What to work on:
All of the data needs to be reproduced with no alterations.

----------------

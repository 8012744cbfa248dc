//! Time sources for the checkpoint runtime

use std::cell::Cell;
use std::time::{Duration, Instant, SystemTime, UNIX_EPOCH};

pub trait Clock {
    /// Wall-clock time in microseconds since the Unix epoch. Names run directories.
    fn epoch_micros(&self) -> Option<u64>;
    /// Time elapsed on a monotonic clock. Only differences are meaningful.
    fn monotonic(&self) -> Option<Duration>;
}

#[derive(Debug, Clone)]
pub struct SystemClock {
    start: Instant,
}

impl SystemClock {
    pub fn new() -> Self {
        Self {
            start: Instant::now(),
        }
    }
}

impl Default for SystemClock {
    fn default() -> Self {
        Self::new()
    }
}

impl Clock for SystemClock {
    fn epoch_micros(&self) -> Option<u64> {
        let since = SystemTime::now().duration_since(UNIX_EPOCH).ok()?;
        u64::try_from(since.as_micros()).ok()
    }

    fn monotonic(&self) -> Option<Duration> {
        Some(self.start.elapsed())
    }
}

/// A clock that only moves when told to. Every epoch reading returns a distinct, increasing
/// value, so consecutive runs get distinct run directories.
#[derive(Debug, Default)]
pub struct ManualClock {
    epoch: Cell<u64>,
    now: Cell<Duration>,
    broken: Cell<bool>,
}

impl ManualClock {
    pub fn new(epoch_micros: u64) -> Self {
        Self {
            epoch: Cell::new(epoch_micros),
            ..Default::default()
        }
    }

    pub fn advance(&self, by: Duration) {
        self.now.set(self.now.get() + by);
    }

    /// Make every later reading fail
    pub fn break_clock(&self) {
        self.broken.set(true);
    }
}

impl Clock for ManualClock {
    fn epoch_micros(&self) -> Option<u64> {
        if self.broken.get() {
            return None;
        }
        let e = self.epoch.get();
        self.epoch.set(e + 1);
        Some(e)
    }

    fn monotonic(&self) -> Option<Duration> {
        if self.broken.get() {
            None
        } else {
            Some(self.now.get())
        }
    }
}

----------------

Finished exercise:
repository 8012744cbfa248dc
//! Time sources for the checkpoint runtime

use std::cell::Cell;
use std::time::{Duration, Instant, SystemTime, UNIX_EPOCH};

pub trait Clock {
    /// Wall-clock time in microseconds since the Unix epoch. Names run directories.
    fn epoch_micros(&self) -> Option<u64>;
    /// Time elapsed on a monotonic clock. Only differences are meaningful.
    fn monotonic(&self) -> Option<Duration>;
}

#[derive(Debug, Clone)]
pub struct SystemClock {
    start: Instant,
}

impl SystemClock {
    pub fn new() -> Self {
        Self {
            start: Instant::now(),
        }
    }
}

impl Default for SystemClock {
    fn default() -> Self {
        Self::new()
    }
}

impl Clock for SystemClock {
    fn epoch_micros(&self) -> Option<u64> {
        let since = SystemTime::now().duration_since(UNIX_EPOCH).ok()?;
        u64::try_from(since.as_micros()).ok()
    }

    fn monotonic(&self) -> Option<Duration> {
        Some(self.start.elapsed())
    }
}

/// A clock that only moves when told to. Every epoch reading returns a distinct, increasing
/// value, so consecutive runs get distinct run directories.
#[derive(Debug, Default)]
pub struct ManualClock {
    epoch: Cell<u64>,
    now: Cell<Duration>,
    broken: Cell<bool>,
}

impl ManualClock {
    pub fn new(epoch_micros: u64) -> Self {
        Self {
            epoch: Cell::new(epoch_micros),
            ..Default::default()
        }
    }

    pub fn advance(&self, by: Duration) {
        self.now.set(self.now.get() + by);
    }

    /// Make every later reading fail
    pub fn break_clock(&self) {
        self.broken.set(true);
    }
}

impl Clock for ManualClock {
    fn epoch_micros(&self) -> Option<u64> {
        if self.broken.get() {
            return None;
        }
        let e = self.epoch.get();
        self.epoch.set(e + 1);
        Some(e)
    }

    fn monotonic(&self) -> Option<Duration> {
        if self.broken.get() {
            None
        } else {
            Some(self.now.get())
        }
    }
}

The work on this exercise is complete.